REQUIRED WORK ::
Each entry is to be transcribed exactly, with nothing added or dropped.

RECORD SET ::
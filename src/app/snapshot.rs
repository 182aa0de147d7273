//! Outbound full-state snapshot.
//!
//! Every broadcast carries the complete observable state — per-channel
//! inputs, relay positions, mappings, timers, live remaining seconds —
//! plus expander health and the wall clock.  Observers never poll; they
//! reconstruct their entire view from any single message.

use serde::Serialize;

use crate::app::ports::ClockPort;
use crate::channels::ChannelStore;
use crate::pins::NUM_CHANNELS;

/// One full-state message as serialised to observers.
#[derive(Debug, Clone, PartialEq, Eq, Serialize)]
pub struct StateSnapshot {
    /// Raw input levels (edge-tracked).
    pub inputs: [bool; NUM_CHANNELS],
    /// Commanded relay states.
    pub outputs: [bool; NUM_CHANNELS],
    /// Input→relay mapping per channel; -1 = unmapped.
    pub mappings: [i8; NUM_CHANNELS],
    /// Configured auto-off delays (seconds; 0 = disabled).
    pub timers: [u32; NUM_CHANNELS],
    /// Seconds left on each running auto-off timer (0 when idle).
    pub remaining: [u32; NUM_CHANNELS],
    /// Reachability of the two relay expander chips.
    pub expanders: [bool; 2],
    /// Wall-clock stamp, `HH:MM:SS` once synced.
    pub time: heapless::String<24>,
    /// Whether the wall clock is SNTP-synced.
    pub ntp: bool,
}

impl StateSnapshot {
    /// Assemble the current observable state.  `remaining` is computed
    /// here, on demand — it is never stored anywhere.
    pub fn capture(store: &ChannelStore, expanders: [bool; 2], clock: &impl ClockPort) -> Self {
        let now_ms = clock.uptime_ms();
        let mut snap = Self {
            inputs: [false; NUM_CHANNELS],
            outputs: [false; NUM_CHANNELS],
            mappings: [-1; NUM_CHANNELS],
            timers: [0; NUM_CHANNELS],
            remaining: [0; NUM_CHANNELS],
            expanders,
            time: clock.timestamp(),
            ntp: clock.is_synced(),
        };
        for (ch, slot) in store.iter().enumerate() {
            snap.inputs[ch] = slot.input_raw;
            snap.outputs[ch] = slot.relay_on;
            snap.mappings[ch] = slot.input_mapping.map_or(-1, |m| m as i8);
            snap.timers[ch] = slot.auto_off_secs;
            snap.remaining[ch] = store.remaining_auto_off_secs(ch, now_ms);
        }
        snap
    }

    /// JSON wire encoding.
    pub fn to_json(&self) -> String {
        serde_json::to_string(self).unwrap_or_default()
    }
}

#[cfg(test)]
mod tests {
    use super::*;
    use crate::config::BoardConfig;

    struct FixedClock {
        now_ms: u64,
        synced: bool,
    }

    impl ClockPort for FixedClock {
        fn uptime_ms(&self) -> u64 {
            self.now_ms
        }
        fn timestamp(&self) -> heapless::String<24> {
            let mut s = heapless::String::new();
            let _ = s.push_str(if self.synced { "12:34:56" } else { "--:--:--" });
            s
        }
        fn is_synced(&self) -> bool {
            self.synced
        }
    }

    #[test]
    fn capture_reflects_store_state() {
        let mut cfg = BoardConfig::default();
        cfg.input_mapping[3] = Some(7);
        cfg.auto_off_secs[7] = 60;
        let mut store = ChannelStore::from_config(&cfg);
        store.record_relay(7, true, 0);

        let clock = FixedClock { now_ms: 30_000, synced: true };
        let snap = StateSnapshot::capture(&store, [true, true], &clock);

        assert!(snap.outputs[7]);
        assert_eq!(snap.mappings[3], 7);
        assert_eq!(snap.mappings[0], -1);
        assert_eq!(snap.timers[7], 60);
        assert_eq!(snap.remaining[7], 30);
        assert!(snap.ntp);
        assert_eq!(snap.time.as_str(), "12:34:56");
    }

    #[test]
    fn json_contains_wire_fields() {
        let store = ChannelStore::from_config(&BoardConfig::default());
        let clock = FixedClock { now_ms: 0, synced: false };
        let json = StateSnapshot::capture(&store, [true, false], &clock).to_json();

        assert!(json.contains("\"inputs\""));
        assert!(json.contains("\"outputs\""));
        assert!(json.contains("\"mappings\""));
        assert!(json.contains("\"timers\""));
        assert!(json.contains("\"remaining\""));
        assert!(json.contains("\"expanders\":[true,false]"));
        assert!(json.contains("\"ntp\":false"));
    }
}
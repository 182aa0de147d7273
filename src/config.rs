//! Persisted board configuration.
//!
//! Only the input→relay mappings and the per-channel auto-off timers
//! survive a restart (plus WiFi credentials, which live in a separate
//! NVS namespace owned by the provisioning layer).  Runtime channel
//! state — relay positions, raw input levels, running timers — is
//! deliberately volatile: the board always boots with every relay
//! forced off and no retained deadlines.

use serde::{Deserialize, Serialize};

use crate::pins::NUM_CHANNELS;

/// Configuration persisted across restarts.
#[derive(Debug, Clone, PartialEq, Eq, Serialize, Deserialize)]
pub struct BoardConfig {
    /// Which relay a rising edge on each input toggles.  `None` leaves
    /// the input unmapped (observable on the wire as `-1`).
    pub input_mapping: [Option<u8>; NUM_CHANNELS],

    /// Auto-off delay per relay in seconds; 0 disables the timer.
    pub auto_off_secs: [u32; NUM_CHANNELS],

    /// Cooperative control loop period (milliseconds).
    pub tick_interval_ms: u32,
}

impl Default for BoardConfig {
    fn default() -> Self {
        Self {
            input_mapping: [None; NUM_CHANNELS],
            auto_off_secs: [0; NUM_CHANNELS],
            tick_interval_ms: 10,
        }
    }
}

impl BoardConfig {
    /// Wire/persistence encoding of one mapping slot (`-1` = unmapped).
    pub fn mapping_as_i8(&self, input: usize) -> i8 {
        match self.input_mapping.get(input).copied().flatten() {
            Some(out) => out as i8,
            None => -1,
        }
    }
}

ANSWER ::
filename src/app/snapshot.rs
repository 182aa0de147d7273
//! Outbound full-state snapshot.
//!
//! Every broadcast carries the complete observable state — per-channel
//! inputs, relay positions, mappings, timers, live remaining seconds —
//! plus expander health and the wall clock.  Observers never poll; they
//! reconstruct their entire view from any single message.

use serde::Serialize;

use crate::app::ports::ClockPort;
use crate::channels::ChannelStore;
use crate::pins::NUM_CHANNELS;

/// One full-state message as serialised to observers.
#[derive(Debug, Clone, PartialEq, Eq, Serialize)]
pub struct StateSnapshot {
    /// Raw input levels (edge-tracked).
    pub inputs: [bool; NUM_CHANNELS],
    /// Commanded relay states.
    pub outputs: [bool; NUM_CHANNELS],
    /// Input→relay mapping per channel; -1 = unmapped.
    pub mappings: [i8; NUM_CHANNELS],
    /// Configured auto-off delays (seconds; 0 = disabled).
    pub timers: [u32; NUM_CHANNELS],
    /// Seconds left on each running auto-off timer (0 when idle).
    pub remaining: [u32; NUM_CHANNELS],
    /// Reachability of the two relay expander chips.
    pub expanders: [bool; 2],
    /// Wall-clock stamp, `HH:MM:SS` once synced.
    pub time: heapless::String<24>,
    /// Whether the wall clock is SNTP-synced.
    pub ntp: bool,
}

impl StateSnapshot {
    /// Assemble the current observable state.  `remaining` is computed
    /// here, on demand — it is never stored anywhere.
    pub fn capture(store: &ChannelStore, expanders: [bool; 2], clock: &impl ClockPort) -> Self {
        let now_ms = clock.uptime_ms();
        let mut snap = Self {
            inputs: [false; NUM_CHANNELS],
            outputs: [false; NUM_CHANNELS],
            mappings: [-1; NUM_CHANNELS],
            timers: [0; NUM_CHANNELS],
            remaining: [0; NUM_CHANNELS],
            expanders,
            time: clock.timestamp(),
            ntp: clock.is_synced(),
        };
        for (ch, slot) in store.iter().enumerate() {
            snap.inputs[ch] = slot.input_raw;
            snap.outputs[ch] = slot.relay_on;
            snap.mappings[ch] = slot.input_mapping.map_or(-1, |m| m as i8);
            snap.timers[ch] = slot.auto_off_secs;
            snap.remaining[ch] = store.remaining_auto_off_secs(ch, now_ms);
        }
        snap
    }

    /// JSON wire encoding.
    pub fn to_json(&self) -> String {
        serde_json::to_string(self).unwrap_or_default()
    }
}

#[cfg(test)]
mod tests {
    use super::*;
    use crate::config::BoardConfig;

    struct FixedClock {
        now_ms: u64,
        synced: bool,
    }

    impl ClockPort for FixedClock {
        fn uptime_ms(&self) -> u64 {
            self.now_ms
        }
        fn timestamp(&self) -> heapless::String<24> {
            let mut s = heapless::String::new();
            let _ = s.push_str(if self.synced { "12:34:56" } else { "--:--:--" });
            s
        }
        fn is_synced(&self) -> bool {
            self.synced
        }
    }

    #[test]
    fn capture_reflects_store_state() {
        let mut cfg = BoardConfig::default();
        cfg.input_mapping[3] = Some(7);
        cfg.auto_off_secs[7] = 60;
        let mut store = ChannelStore::from_config(&cfg);
        store.record_relay(7, true, 0);

        let clock = FixedClock { now_ms: 30_000, synced: true };
        let snap = StateSnapshot::capture(&store, [true, true], &clock);

        assert!(snap.outputs[7]);
        assert_eq!(snap.mappings[3], 7);
        assert_eq!(snap.mappings[0], -1);
        assert_eq!(snap.timers[7], 60);
        assert_eq!(snap.remaining[7], 30);
        assert!(snap.ntp);
        assert_eq!(snap.time.as_str(), "12:34:56");
    }

    #[test]
    fn json_contains_wire_fields() {
        let store = ChannelStore::from_config(&BoardConfig::default());
        let clock = FixedClock { now_ms: 0, synced: false };
        let json = StateSnapshot::capture(&store, [true, false], &clock).to_json();

        assert!(json.contains("\"inputs\""));
        assert!(json.contains("\"outputs\""));
        assert!(json.contains("\"mappings\""));
        assert!(json.contains("\"timers\""));
        assert!(json.contains("\"remaining\""));
        assert!(json.contains("\"expanders\":[true,false]"));
        assert!(json.contains("\"ntp\":false"));
    }
}
repository 182aa0de147d7273
filename src/config.rs
//! Persisted board configuration.
//!
//! Only the input→relay mappings and the per-channel auto-off timers
//! survive a restart (plus WiFi credentials, which live in a separate
//! NVS namespace owned by the provisioning layer).  Runtime channel
//! state — relay positions, raw input levels, running timers — is
//! deliberately volatile: the board always boots with every relay
//! forced off and no retained deadlines.

use serde::{Deserialize, Serialize};

use crate::pins::NUM_CHANNELS;

/// Configuration persisted across restarts.
#[derive(Debug, Clone, PartialEq, Eq, Serialize, Deserialize)]
pub struct BoardConfig {
    /// Which relay a rising edge on each input toggles.  `None` leaves
    /// the input unmapped (observable on the wire as `-1`).
    pub input_mapping: [Option<u8>; NUM_CHANNELS],

    /// Auto-off delay per relay in seconds; 0 disables the timer.
    pub auto_off_secs: [u32; NUM_CHANNELS],

    /// Cooperative control loop period (milliseconds).
    pub tick_interval_ms: u32,
}

impl Default for BoardConfig {
    fn default() -> Self {
        Self {
            input_mapping: [None; NUM_CHANNELS],
            auto_off_secs: [0; NUM_CHANNELS],
            tick_interval_ms: 10,
        }
    }
}

impl BoardConfig {
    /// Wire/persistence encoding of one mapping slot (`-1` = unmapped).
    pub fn mapping_as_i8(&self, input: usize) -> i8 {
        match self.input_mapping.get(input).copied().flatten() {
            Some(out) => out as i8,
            None => -1,
        }
    }
}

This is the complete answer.